SynPred hurts performance. At some point, their number was put under rigid control. But the problem is that when you write grammar code, SynPred can appear to be unobvious to you. More so, changing one rule can cause SynPred to appear in another rule, and that makes control over them practically impossible.
We created a simple regular expression tool for controlling the number of predicates run by the special MSBuild Task. If the number of predicates didn’t match the number specified in a file, the task immediately failed the build and warned about an error.
When seeing the error, a developer should re-write the code of the rule several times to remove the redundant predicates. If one can’t avoid predicates, the developer would add it to a special file that drags extra attention for the review.
On rare occasions, we even wrote our predicates using C# just to avoid the ANTLR-generated ones. Luckily, this method also exists.
When there are any changes to our supported DBMSes, we have to meet them in our tools. Support for grammatical syntax constructions is always a starting point.
We create a special grammar for each SQL dialect. It enables some code repetition, but it’s easier than trying to find what they have in common.
We went for writing our own ANTLR grammar preprocessor that does the grammar inheritance.
It also became obvious that we needed a mechanism for polymorphism – the ability to not only redefine the rule in the descendant but also calling the basic one. We would also like to control the position when calling the base rule.

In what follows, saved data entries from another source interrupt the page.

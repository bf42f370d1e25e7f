//! Rolling history of pressure and flow samples per zone.
//!
//! Every buffer is created full (pre-seeded) and keeps exactly `capacity`
//! samples for its whole life: each push evicts the oldest sample.

use std::collections::VecDeque;

use crate::types::{Signal, ZoneId};

/// Fixed-capacity circular buffer of scalar samples, oldest first.
#[derive(Debug, Clone)]
pub struct HistoryBuffer {
    samples: VecDeque<f64>,
    capacity: usize,
}

impl HistoryBuffer {
    /// Buffer of `capacity` copies of `seed`.
    pub fn seeded(capacity: usize, seed: f64) -> Self {
        debug_assert!(capacity > 0, "history capacity must be positive");
        Self {
            samples: std::iter::repeat(seed).take(capacity).collect(),
            capacity,
        }
    }

    /// O(1) append; evicts the oldest sample once full.
    pub fn push(&mut self, value: f64) {
        if self.samples.len() >= self.capacity {
            self.samples.pop_front();
        }
        self.samples.push_back(value);
    }

    pub fn latest(&self) -> Option<f64> {
        self.samples.back().copied()
    }

    /// Ordered copy, oldest to newest.
    pub fn to_vec(&self) -> Vec<f64> {
        self.samples.iter().copied().collect()
    }

    pub fn len(&self) -> usize {
        self.samples.len()
    }

    pub fn is_empty(&self) -> bool {
        self.samples.is_empty()
    }

    pub const fn capacity(&self) -> usize {
        self.capacity
    }
}

/// Per-zone, per-signal rolling buffers.
#[derive(Debug, Clone)]
pub struct RollingHistoryStore {
    pressure: Vec<HistoryBuffer>,
    flow: Vec<HistoryBuffer>,
}

impl RollingHistoryStore {
    /// One `(pressure_seed, flow_seed)` pair per zone.
    pub fn new(capacity: usize, seeds: impl IntoIterator<Item = (f64, f64)>) -> Self {
        let (pressure, flow) = seeds
            .into_iter()
            .map(|(p, f)| (HistoryBuffer::seeded(capacity, p), HistoryBuffer::seeded(capacity, f)))
            .unzip();
        Self { pressure, flow }
    }

    pub fn zone_count(&self) -> usize {
        self.pressure.len()
    }

    pub fn buffer(&self, zone: ZoneId, signal: Signal) -> Option<&HistoryBuffer> {
        match signal {
            Signal::Pressure => self.pressure.get(zone.index()),
            Signal::Flow => self.flow.get(zone.index()),
        }
    }

    /// Append a sample. Returns `false` (and stores nothing) for an unknown zone.
    pub fn push(&mut self, zone: ZoneId, signal: Signal, value: f64) -> bool {
        let buffers = match signal {
            Signal::Pressure => &mut self.pressure,
            Signal::Flow => &mut self.flow,
        };
        match buffers.get_mut(zone.index()) {
            Some(buffer) => {
                buffer.push(value);
                true
            }
            None => false,
        }
    }

    pub fn snapshot(&self, zone: ZoneId, signal: Signal) -> Option<Vec<f64>> {
        self.buffer(zone, signal).map(HistoryBuffer::to_vec)
    }

    pub fn latest(&self, zone: ZoneId, signal: Signal) -> Option<f64> {
        self.buffer(zone, signal).and_then(HistoryBuffer::latest)
    }
}
//! System-wide default constants.
//!
//! Centralises the fixed numbers of the telemetry core. Values in the
//! "Invariants" group are observable clamp bounds and capacities; they are
//! deliberately not exposed through `hydronauts.toml`.

// ============================================================================
// Invariants (not configurable)
// ============================================================================

/// Number of distribution zones monitored by the core.
pub const ZONE_COUNT: usize = 4;

/// Samples retained per zone per signal.
///
/// 120 ticks at 500 ms = 1 minute of chart history.
pub const HISTORY_CAPACITY: usize = 120;

/// Maximum alert events retained in the log (newest first).
pub const ALERT_LOG_CAPACITY: usize = 50;

/// Hard pressure floor in bar.
pub const PRESSURE_FLOOR_BAR: f64 = 0.3;

/// Hard flow floor in L/s.
pub const FLOW_FLOOR_LPS: f64 = 0.5;

/// Non-revenue water clamp range (percent).
pub const NRW_MIN_PERCENT: f64 = 10.0;
pub const NRW_MAX_PERCENT: f64 = 35.0;

/// Uptime clamp range (percent).
pub const UPTIME_MIN_PERCENT: f64 = 90.0;
pub const UPTIME_MAX_PERCENT: f64 = 100.0;

/// Decimal places kept for stored pressure samples.
pub const PRESSURE_DECIMALS: i32 = 3;

/// Decimal places kept for stored flow samples.
pub const FLOW_DECIMALS: i32 = 2;

/// Range of the one-off flow value used to pre-seed each zone's flow history.
pub const FLOW_SEED_MIN_LPS: f64 = 8.0;
pub const FLOW_SEED_MAX_LPS: f64 = 14.0;

/// Deviation score gain: `score = min(1, gain * |p - base| / base)`.
pub const ANOMALY_SCORE_GAIN: f64 = 3.0;

/// Scores strictly above this read as `Elevated` when no anomaly is active.
pub const ELEVATED_SCORE_THRESHOLD: f64 = 0.5;

// ============================================================================
// Scheduler
// ============================================================================

/// Target tick cadence (ms).
pub const TICK_INTERVAL_MS: u64 = 500;

/// Bounded command queue depth for the scheduler actor.
pub const COMMAND_BUFFER: usize = 64;

/// Status line cadence of the headless runner (ticks).
pub const STATUS_LOG_EVERY_TICKS: u64 = 10;

// ============================================================================
// Signal Generator
// ============================================================================

pub const NOISE_STD_DEV: f64 = 0.05;
pub const FLOW_GAIN_MIN: f64 = 10.0;
pub const FLOW_GAIN_MAX: f64 = 15.0;

/// Pressure above `base + margin` reports `HIGH`.
pub const HIGH_PRESSURE_MARGIN: f64 = 0.8;

// ============================================================================
// Anomalies
// ============================================================================

pub const INJECT_PROBABILITY: f64 = 0.003;

/// Expected holding time ~ 1 / 0.035 = 28.6 ticks.
pub const RESOLVE_PROBABILITY: f64 = 0.035;

pub const LEAK_OFFSET_BAR: f64 = -0.4;
pub const BURST_OFFSET_BAR: f64 = -0.9;
pub const LOW_PRESSURE_OFFSET_BAR: f64 = -0.6;

// ============================================================================
// Fleet Metrics
// ============================================================================

pub const METRICS_EVERY_TICKS: u64 = 10;
pub const INITIAL_NRW_PERCENT: f64 = 18.4;
pub const NRW_STD_DEV: f64 = 0.3;
pub const ENERGY_STEP_MIN_KWH: f64 = 0.05;
pub const ENERGY_STEP_MAX_KWH: f64 = 0.12;
pub const INITIAL_UPTIME_PERCENT: f64 = 99.2;
pub const UPTIME_PENALTY_PER_ANOMALY: f64 = 2.5;
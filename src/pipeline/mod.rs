//! Scheduling Pipeline
//!
//! ```text
//! interval tick ─┐
//!                ├─► SimulationScheduler (owns Simulation) ─► ArcSwap<Snapshot>
//! mpsc command ──┘                                         └─► watch<tick>
//! ```
//!
//! Readers only ever see whole snapshots: every publication happens after a
//! tick or command has fully committed.

mod scheduler;

pub use scheduler::{SimulationCommand, SimulationHandle, SimulationScheduler};
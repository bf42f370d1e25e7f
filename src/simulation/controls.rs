//! Operator controls: valve flags, pump labels and the run/pause switch.
//!
//! Valve and pump state are reported only. Neither feeds back into the
//! pressure/flow model.

use tracing::info;

use super::SimulationError;
use crate::config::ZoneConfig;
use crate::types::{PumpStatus, RunState, ZoneId};

#[derive(Debug, Clone)]
pub struct ControlSurface {
    valves: Vec<bool>,
    pumps: Vec<PumpStatus>,
    run_state: RunState,
}

impl ControlSurface {
    pub fn from_zones(zones: &[ZoneConfig]) -> Self {
        Self {
            valves: zones.iter().map(|z| z.valve_open).collect(),
            pumps: zones.iter().map(|z| z.pump).collect(),
            run_state: RunState::Running,
        }
    }

    /// Flip a valve and return its new position (`true` = open).
    pub fn toggle_valve(&mut self, index: usize) -> Result<bool, SimulationError> {
        let count = self.valves.len();
        let valve = self
            .valves
            .get_mut(index)
            .ok_or(SimulationError::UnknownZone { index, count })?;
        *valve = !*valve;
        info!(zone = index, open = *valve, "Valve toggled");
        Ok(*valve)
    }

    pub fn valve_open(&self, zone: ZoneId) -> Option<bool> {
        self.valves.get(zone.index()).copied()
    }

    pub fn pump(&self, zone: ZoneId) -> Option<PumpStatus> {
        self.pumps.get(zone.index()).copied()
    }

    /// Returns `true` if the state changed.
    pub fn pause(&mut self) -> bool {
        self.transition(RunState::Paused)
    }

    /// Returns `true` if the state changed.
    pub fn resume(&mut self) -> bool {
        self.transition(RunState::Running)
    }

    pub const fn run_state(&self) -> RunState {
        self.run_state
    }

    pub fn is_paused(&self) -> bool {
        self.run_state == RunState::Paused
    }

    fn transition(&mut self, to: RunState) -> bool {
        if self.run_state == to {
            return false;
        }
        info!(from = %self.run_state, to = %to, "Simulation run state changed");
        self.run_state = to;
        true
    }
}

#[cfg(test)]
mod tests {
    use super::*;
    use crate::config::NetworkConfig;

    fn surface() -> ControlSurface {
        ControlSurface::from_zones(&NetworkConfig::default().zones)
    }

    #[test]
    fn test_initial_flags_follow_config() {
        let c = surface();
        assert_eq!(c.valve_open(ZoneId::new(0)), Some(true));
        assert_eq!(c.valve_open(ZoneId::new(2)), Some(false));
        assert_eq!(c.pump(ZoneId::new(2)), Some(PumpStatus::Standby));
        assert_eq!(c.run_state(), RunState::Running);
    }

    #[test]
    fn test_toggle_is_involutive() {
        let mut c = surface();
        for i in 0..4 {
            let before = c.valve_open(ZoneId::new(i)).expect("known zone");
            assert_eq!(c.toggle_valve(i), Ok(!before));
            assert_eq!(c.toggle_valve(i), Ok(before));
            assert_eq!(c.valve_open(ZoneId::new(i)), Some(before));
        }
    }

    #[test]
    fn test_toggle_unknown_index() {
        let mut c = surface();
        assert_eq!(
            c.toggle_valve(4),
            Err(SimulationError::UnknownZone { index: 4, count: 4 })
        );
    }

    #[test]
    fn test_pause_resume_report_changes() {
        let mut c = surface();
        assert!(c.pause());
        assert!(!c.pause());
        assert!(c.is_paused());
        assert!(c.resume());
        assert!(!c.resume());
        assert_eq!(c.run_state(), RunState::Running);
    }
}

Tools are a definite plus when we compare ANTLR to other language recognition tools, Visual Studio, and ANTLRWorks. And you don’t wanna lose this advantage while implementing the inheritance. The solution was specifying basic grammar in an inherited grammar in an ANTLR commentary format. For ANTLR tools it’s just a comment, but we can extract all required information from it.
We wrote a MsBuild Task that was embedded into the whole-build system as pre-build-action. The task was to do the job of a preprocessor for ANTLR grammar by generating the resulting grammar from its base and inherited peers. The resulting grammar was processed by ANTLR itself.
In many programming languages, Keywords can’t be used as the subject names. There can be from 800 to 3000 keywords in SQL depending on the dialect. Most of them are tied to the context inside databases. Thus, forbidding them as object names would frustrate users. That’s why SQL has reserved and unreserved keywords.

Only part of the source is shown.